I picked up Netflix’s Easy and Black Mirror like a week ago, just gonna review seasons as I go along

*Show*: Black Mirror
*Season*: 1 _(episode 1 to 3)_
*Overall Rating*: 7/10

Loved the creativity in the first episode. The social commentary made on the sensationalism rampant in our media and how easily it's exploited was done well. Was hilarious how the population sided with the Prime Minister at first but halfway through the episode they were all on board to see him fuck a pig on live television. Brillant.

Didn't enjoy the two following episodes as much tbh, too depressing for my liking _(especially when compared to the pilot)_. But I'll stay with it because I like the themes.

*Spoiler*: _eps_ 



Ep 1: 9/10
Ep 3: 7/10
Ep 2: 6.5/10




*Show*: Easy
*Season*: 1 _(episode 1 to 8) _
*Overall Rating*: 7/10

An anthology series with themes that vary a lot from episode to episode, and so does the quality unfortunately. As such there were inevitably characters I wanted to spend more time with but couldn’t given the format. The humor in some eps just wasn't effective or had characters that lacked substance, that's an issue when you tackle subjects that might be considered boring for some if you don't take an interesting angle. This is something the showrunners must work on for future seasons. But for the most part it was engaging.

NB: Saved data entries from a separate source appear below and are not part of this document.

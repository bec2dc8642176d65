use super::{
    kind::RecordKind,
    payload::{FieldReader, Payload},
};
use crate::{
    Result, format_error,
    target::{Endian, PointerWidth},
};
use alloc::format;
use bitflags::bitflags;

/// Size in bytes of the fixed record header.
pub const HEADER_SIZE: usize = 8;

bitflags! {
    #[derive(Clone, Copy, Debug, Default, PartialEq, Eq)]
    /// Kind-independent record flags.
    pub struct RecordFlags: u8 {
        /// Offset entries are 32-bit instead of 16-bit.
        const WIDE_OFFSETS = 1;

        /// Patched values are displacements relative to the patch location.
        const EIP_RELATIVE = 2;

        /// Offsets come in (high, low) pairs naming the two halves of a split
        /// immediate.
        const ORDERED_PAIR = 4;
    }
}

/// The fixed 8-byte header every record starts with.
///
/// Layout: `size: u16 @0`, `type: u8 @2`, `flags: u8 @3`, `reloFlags: u8 @4`,
/// followed by three bytes of padding.
#[derive(Debug, Clone, Copy, PartialEq, Eq)]
pub struct RecordHeader {
    /// Size in bytes of the whole record, header and offsets included.
    pub size: u16,
    /// The raw kind byte.
    pub kind: u8,
    pub flags: RecordFlags,
    /// Kind-specific flag byte, passed through to the target as the
    /// instruction sequence selector.
    pub relo_flags: u8,
}

impl RecordHeader {
    pub(crate) fn parse(bytes: &[u8], endian: Endian) -> Result<Self> {
        if bytes.len() < HEADER_SIZE {
            return Err(format_error(format!(
                "truncated record header: {} bytes left in group",
                bytes.len()
            )));
        }
        Ok(Self {
            size: endian.read_uint(&bytes[0..2]) as u16,
            kind: bytes[2],
            flags: RecordFlags::from_bits_retain(bytes[3]),
            relo_flags: bytes[4],
        })
    }

    pub(crate) fn write(&self, out: &mut [u8], endian: Endian) {
        endian.write_uint(&mut out[0..2], self.size as u64);
        out[2] = self.kind;
        out[3] = self.flags.bits();
        out[4] = self.relo_flags;
        out[5..HEADER_SIZE].fill(0);
    }
}

/// A structurally validated view of one record's bytes.
#[derive(Debug, Clone, Copy)]
pub struct BinaryRecord<'a> {
    bytes: &'a [u8],
    header: RecordHeader,
    kind: RecordKind,
    endian: Endian,
    width: PointerWidth,
    payload_end: usize,
}

impl<'a> BinaryRecord<'a> {
    /// Validates the record at the start of `bytes` and decodes its payload.
    ///
    /// `bytes` may extend past the record; only `size` bytes are used.
    pub(crate) fn parse(
        bytes: &'a [u8],
        endian: Endian,
        width: PointerWidth,
    ) -> Result<(Self, Payload)> {
        let header = RecordHeader::parse(bytes, endian)?;
        let size = header.size as usize;
        if size < HEADER_SIZE {
            return Err(format_error(format!(
                "record size {size} does not span the {HEADER_SIZE}-byte header"
            )));
        }
        let Some(bytes) = bytes.get(..size) else {
            return Err(format_error(format!(
                "record size {size} overruns its group ({} bytes left)",
                bytes.len()
            )));
        };
        let kind = RecordKind::try_from(header.kind)?;
        let mut reader = FieldReader::new(bytes, endian, width);
        let payload = Payload::decode(kind.shape(), &mut reader)?;
        let payload_end = reader.finish();
        if payload_end > size {
            return Err(format_error(format!(
                "{kind} record size {size} is below its {payload_end}-byte header and payload"
            )));
        }
        let record = Self {
            bytes,
            header,
            kind,
            endian,
            width,
            payload_end,
        };
        let entry = record.offset_entry_size();
        if (size - payload_end) % entry != 0 {
            return Err(format_error(format!(
                "{kind} record: {} trailing bytes are not a whole number of {entry}-byte offsets",
                size - payload_end
            )));
        }
        if record.is_ordered_pair() && record.offset_count() % 2 != 0 {
            return Err(format_error(format!(
                "{kind} record has an odd number ({}) of ordered-pair offsets",
                record.offset_count()
            )));
        }
        Ok((record, payload))
    }

    #[inline]
    pub fn header(&self) -> &RecordHeader {
        &self.header
    }

    #[inline]
    pub fn bytes(&self) -> &'a [u8] {
        self.bytes
    }

    #[inline]
    pub fn size(&self) -> u16 {
        self.header.size
    }

    #[inline]
    pub fn kind(&self) -> RecordKind {
        self.kind
    }

    #[inline]
    pub fn flags(&self) -> RecordFlags {
        self.header.flags
    }

    #[inline]
    pub fn relo_flags(&self) -> u8 {
        self.header.relo_flags
    }

    #[inline]
    pub fn endian(&self) -> Endian {
        self.endian
    }

    #[inline]
    pub fn pointer_width(&self) -> PointerWidth {
        self.width
    }

    #[inline]
    pub fn is_wide_offsets(&self) -> bool {
        self.header.flags.contains(RecordFlags::WIDE_OFFSETS)
    }

    #[inline]
    pub fn is_eip_relative(&self) -> bool {
        self.header.flags.contains(RecordFlags::EIP_RELATIVE)
    }

    #[inline]
    pub fn is_ordered_pair(&self) -> bool {
        self.header.flags.contains(RecordFlags::ORDERED_PAIR) || self.kind.is_ordered_pair_kind()
    }

    #[inline]
    fn offset_entry_size(&self) -> usize {
        if self.is_wide_offsets() { 4 } else { 2 }
    }

    /// Size of the header and payload, padded to the word size.
    #[inline]
    pub fn header_and_payload_size(&self) -> usize {
        self.payload_end
    }

    /// Number of raw offset entries.
    #[inline]
    pub fn offset_count(&self) -> usize {
        (self.bytes.len() - self.payload_end) / self.offset_entry_size()
    }

    /// The raw offset entries.
    pub fn offsets(&self) -> Offsets<'a> {
        Offsets {
            bytes: &self.bytes[self.payload_end..],
            entry: self.offset_entry_size(),
            endian: self.endian,
        }
    }

    /// The patch locations named by the offset list, relative to `origin`.
    pub fn locations(&self, origin: u64) -> Locations<'a> {
        Locations {
            offsets: self.offsets(),
            origin,
            paired: self.is_ordered_pair(),
        }
    }
}

/// Iterator over a record's signed offset entries.
#[derive(Debug, Clone)]
pub struct Offsets<'a> {
    bytes: &'a [u8],
    entry: usize,
    endian: Endian,
}

impl Iterator for Offsets<'_> {
    type Item = i32;

    fn next(&mut self) -> Option<i32> {
        if self.bytes.len() < self.entry {
            return None;
        }
        let (raw, rest) = self.bytes.split_at(self.entry);
        self.bytes = rest;
        let value = self.endian.read_uint(raw);
        Some(if self.entry == 2 {
            value as u16 as i16 as i32
        } else {
            value as u32 as i32
        })
    }

    fn size_hint(&self) -> (usize, Option<usize>) {
        let n = self.bytes.len() / self.entry;
        (n, Some(n))
    }
}

impl ExactSizeIterator for Offsets<'_> {}

/// Where a record writes its value.
#[derive(Debug, Clone, Copy, PartialEq, Eq)]
pub enum PatchLocation {
    /// Validation records patch nothing.
    None,
    At(u64),
    /// The two halves of a split immediate.
    Pair { high: u64, low: u64 },
}

impl PatchLocation {
    /// The address runtime assumptions are registered against: the location
    /// itself, or the high half of a pair.
    #[inline]
    pub fn address(self) -> Option<u64> {
        match self {
            PatchLocation::None => None,
            PatchLocation::At(address) | PatchLocation::Pair { high: address, .. } => Some(address),
        }
    }
}

/// Iterator over a record's patch locations.
#[derive(Debug, Clone)]
pub struct Locations<'a> {
    offsets: Offsets<'a>,
    origin: u64,
    paired: bool,
}

impl Iterator for Locations<'_> {
    type Item = PatchLocation;

    fn next(&mut self) -> Option<PatchLocation> {
        let first = self.offsets.next()?;
        if self.paired {
            // Pair entries address the immediate halfword of each instruction.
            let second = self.offsets.next()?;
            Some(PatchLocation::Pair {
                high: self.origin.wrapping_add_signed(first as i64 + 2),
                low: self.origin.wrapping_add_signed(second as i64 + 2),
            })
        } else {
            Some(PatchLocation::At(self.origin.wrapping_add_signed(first as i64)))
        }
    }
}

Despite being an anthology it had moments were some of those characters’ lives intertwined, it was done casually and in a way that felt very organic, particularly towards the end. I liked that little touch. Episodes ranking:

*Spoiler*: _eps_ 



Ep 2: 8.5/10
Ep 5: 8/10
Ep 7: 7/10
Ep 4: 7/10
Ep 8: 7/10
Ep 3: 6.5/10
Ep 1: 6/10
Ep 6: 4/10 _(Orlando bloom and Malin Akerman... __)_


----------



## Rukia (Mar 5, 2017)

Big Little Lies Ep2: Serious Mothering - B.

I'm enjoying this series so far.

In the first episode we learn that a murder has taken place.  And through interviews with other characters we start to learn a little bit about the people of interest.  

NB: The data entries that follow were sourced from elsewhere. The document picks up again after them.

/// Resolves the method inlined at `site` the way its caller resolves it
/// now, and checks that it is still the method the code was compiled for.
fn resolve_inlined_method(
    ctx: &mut RelocationContext<'_, '_>,
    site: Option<usize>,
    cp_index: u32,
    dispatch: MethodDispatch,
    rom_class_offset: u64,
) -> Result<Option<(OpaqueMethod, u64)>> {
    let Some(index) = site else {
        return Ok(None);
    };
    let options = ctx.options();
    if options.is_inline_site_disabled(index) || options.is_ch_opts_disabled() {
        return Ok(None);
    }
    let SiteMethod::Method(caller) = ctx.caller_method(index)? else {
        return Ok(None);
    };
    let cp = ctx.runtime.constant_pool_of(caller);
    let Some(method) = ctx.runtime.lookup_method(MethodQuery::FromCp {
        cp,
        cp_index,
        dispatch,
        caller: Some(caller),
    }) else {
        return Ok(None);
    };
    let runtime = &*ctx.runtime;
    if runtime.is_method_traced(method)
        || runtime.method_enter_reported(method)
        || runtime.method_exit_reported(method)
    {
        return Ok(None);
    }
    let rom_class = runtime.rom_class_of(runtime.class_of_method(method));
    if runtime.pointer_from_cache_offset(CacheOffset(rom_class_offset)) != Some(rom_class) {
        return Ok(None);
    }
    Ok(Some((method, cp)))
}

fn prepare_inlined_method(
    record: &RelocationRecord<'_>,
    ctx: &mut RelocationContext<'_, '_>,
    inlined_site_index: u64,
    cp_index: u64,
    rom_class_offset: u64,
    destination: u64,
) -> Result<PrivateData> {
    let kind = record.kind();
    let site = ctx.site_index(inlined_site_index);
    let dispatch = dispatch_of(kind);
    let cp_index = cp_index as u32;
    let mut method = None;
    let mut receiver = None;
    if let Some((resolved, cp)) =
        resolve_inlined_method(ctx, site, cp_index, dispatch, rom_class_offset)?
    {
        receiver = match dispatch {
            MethodDispatch::Interface => ctx
                .runtime
                .lookup_class(ClassQuery::FromITableIndexCp { cp, cp_index }),
            MethodDispatch::Abstract => Some(ctx.runtime.class_of_method(resolved)),
            _ => None,
        };
        let receiver_ok = receiver.is_some()
            || !matches!(dispatch, MethodDispatch::Interface | MethodDispatch::Abstract);
        if receiver_ok {
            method = Some(resolved);
        }
    }
    let failed = method.is_none();
    if let (Some(method), Some(index)) = (method, site) {
        activate_site(ctx, index, method)?;
    }
    #[cfg(feature = "log")]
    log::debug!(
        "{}: inlined site {site:?} cp index {cp_index} resolved to {method:?}",
        record.name()
    );
    ctx.stats(|stats| {
        if failed {
            stats.inlined_method_validation_failed += 1;
        } else {
            stats.inlined_method_relocated += 1;
        }
        counts_of(stats, dispatch).record(!failed);
    });
    Ok(PrivateData::InlinedMethod {
        failed,
        method,
        receiver,
        destination,
    })
}

fn register_guard_assumptions(
    ctx: &mut RelocationContext<'_, '_>,
    kind: RecordKind,
    method: OpaqueMethod,
    receiver: Option<OpaqueClass>,
    location: u64,
    destination: u64,
) -> Result<()> {
    let class = ctx.runtime.class_of_method(method);
    match kind {
        RecordKind::InlinedVirtualMethodWithNopGuard => {
            ctx.register(RuntimeAssumption::GuardOnMethodOverride {
                method,
                location,
                destination,
            })?;
        }
        RecordKind::InlinedInterfaceMethodWithNopGuard
        | RecordKind::InlinedAbstractMethodWithNopGuard => {
            ctx.register(RuntimeAssumption::GuardOnSubclassExtension {
                class: receiver.unwrap_or(class),
                location,
                destination,
            })?;
        }
        _ => {}
    }
    if kind == RecordKind::InlinedHcrMethod || ctx.options().is_hcr_enabled() {
        ctx.register(RuntimeAssumption::GuardOnClassRedefinition {
            class,
            location,
            destination,
        })?;
    }
    Ok(())
}

fn prepare_profiled_guard(
    record: &RelocationRecord<'_>,
    ctx: &mut RelocationContext<'_, '_>,
) -> Result<PrivateData> {
    let Payload::ProfiledInlinedMethod {
        inlined_site_index,
        rom_class_offset,
        loader_chain_offset,
        class_chain_offset,
        vtable_slot,
        ..
    } = *record.payload()
    else {
        return Err(record.unexpected_payload());
    };
    let kind = record.kind();
    let site = ctx.site_index(inlined_site_index);
    let mut resolved = None;
    let disabled = site.is_none_or(|index| ctx.options().is_inline_site_disabled(index));
    if !disabled {
        let class = ctx
            .runtime
            .class_loader_for_chain(CacheOffset(loader_chain_offset))
            .and_then(|loader| {
                ctx.runtime.lookup_class(ClassQuery::InLoader {
                    loader,
                    rom_class: CacheOffset(rom_class_offset),
                })
            })
            .filter(|&class| {
                ctx.runtime
                    .class_matches_cached_version(class, CacheOffset(class_chain_offset))
            });
        if let Some(class) = class {
            let method = ctx.runtime.lookup_method(MethodQuery::VTableSlot {
                class,
                slot: vtable_slot,
            });
            if let Some(method) = method.filter(|&m| !ctx.runtime.is_method_traced(m)) {
                resolved = Some((class, method));
            }
        }
    }
    let (failed, guard_value, class, need_unload) = match (resolved, site) {
        (Some((class, method)), Some(index)) => {
            activate_site(ctx, index, method)?;
            let guard_value = match kind {
                RecordKind::ProfiledClassGuard => class.raw(),
                RecordKind::ProfiledMethodGuard => method.raw(),
                _ => 0,
            };
            (false, guard_value, Some(class), ctx.loaders_differ(class))
        }
        _ => (true, ctx.all_ones(), None, false),
    };
    ctx.stats(|stats| {
        let counts = match kind {
            RecordKind::ProfiledClassGuard => &mut stats.profiled_class_guards,
            RecordKind::ProfiledMethodGuard => &mut stats.profiled_method_guards,
            _ => &mut stats.profiled_inlined_methods,
        };
        counts.record(!failed);
    });
    Ok(PrivateData::ProfiledGuard {
        failed,
        guard_value,
        class,
        need_unload,
    })
}

fn prepare_pointer(
    record: &RelocationRecord<'_>,
    ctx: &mut RelocationContext<'_, '_>,
) -> Result<PrivateData> {
    let (inlined_site_index, loader_chain_offset, class_chain_offset, vtable_slot) =
        match *record.payload() {
            Payload::MethodPointer {
                inlined_site_index,
                loader_chain_offset,
                class_chain_offset,
                vtable_slot,
            } => (inlined_site_index, loader_chain_offset, class_chain_offset, Some(vtable_slot)),
            Payload::Pointer {
                inlined_site_index,
                loader_chain_offset,
                class_chain_offset,
            } => (inlined_site_index, loader_chain_offset, class_chain_offset, None),
            _ => return Err(record.unexpected_payload()),
        };
    let kind = record.kind();
    let inactive = PrivateData::Pointer {
        activated: false,
        pointer: ctx.all_ones(),
        class: None,
        need_unload: false,
    };
    let site_method = ctx.site_method(ctx.site_index(inlined_site_index))?;
    let arbitrary = kind == RecordKind::ArbitraryClassAddress;
    if !arbitrary && matches!(site_method, SiteMethod::Inactive | SiteMethod::Unloaded) {
        return Ok(inactive);
    }
    let loader = ctx
        .runtime
        .class_loader_for_chain(CacheOffset(loader_chain_offset));
    if arbitrary && loader != Some(ctx.runtime.system_class_loader()) {
        return Err(record.fail(
            RelocationErrorCode::ClassValidationFailure,
            "class is not loaded by the system class loader",
        ));
    }
    let class = loader.and_then(|loader| {
        ctx.runtime.lookup_class(ClassQuery::FromChain {
            loader,
            chain: CacheOffset(class_chain_offset),
        })
    });
    let Some(class) = class else {
        if arbitrary {
            return Err(record.fail(
                RelocationErrorCode::ClassValidationFailure,
                "class chain does not resolve",
            ));
        }
        return Ok(inactive);
    };
    let pointer = match vtable_slot {
        Some(slot) => match ctx
            .runtime
            .lookup_method(MethodQuery::VTableSlot { class, slot })
        {
            Some(method) => method.raw(),
            None => return Ok(inactive),
        },
        None => class.raw(),
    };
    Ok(PrivateData::Pointer {
        activated: true,
        pointer,
        class: Some(class),
        need_unload: ctx.loaders_differ(class),
    })
}

fn register_unload(
    ctx: &mut RelocationContext<'_, '_>,
    class: Option<OpaqueClass>,
    need_unload: bool,
    location: PatchLocation,
) -> Result<()> {
    if let (true, Some(class), Some(at)) = (need_unload, class, location.address()) {
        ctx.register(RuntimeAssumption::ClassUnload {
            class: Some(class),
            location: at,
        })?;
    }
    Ok(())
}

It isn't really my bag since it focuses on mothers of elementary school kids.  And I will admit that the characters all seem pretty unlikable.  But it's a well made series with a very famous cast.  (Reese Witherspoon has been the standout through two episodes.)

Another thing that I really like is the setting.  Monterey, California.  I have a connection to the place and it definitely boosts everything and makes me more interested.


----------



## Stringer (Mar 9, 2017)

I finally finished re-watching all 4 seasons of *Samurai Jack*, in the nick of time for the 5th season's premiere this Saturday. So pumped for this one 

The show actually aged well, the sound design in particular was still as impressive as ever. Notably in the 3rd, 4th, and the much weaker season #2 _(sound design was pretty much the highlight of that season for me)_. Tartakovsky also kept refining the characterization of his cast as seasons rolled in -- his _''villains of the week''_ were no longer just throw away characters, a good number of them leave a significant mark on the show and the viewer despite their limited screentime.

*Season Rankings:*
Season 4 – 9/10
Season 3 – 8.5/10
Season 1 – 7.5/10
Season 2 – 6.5/10

*Fav characters who appear at different stages of the series apart from Jack and Aku:*
The Scotsman (that's an obvious one)
Princess Mira
X9 (lean mean and all machine )
The Guardian

now my body's ready for season 5, bring it on


----------



## Jessica (Mar 24, 2017)

*Show:* Chasing UFOs
*Episode:* S01E08
*Title:* Alien Baby Farm
*Rating:* 1/10

I don't even like this show and I find it to be so stupid, but I can't stop watching it. 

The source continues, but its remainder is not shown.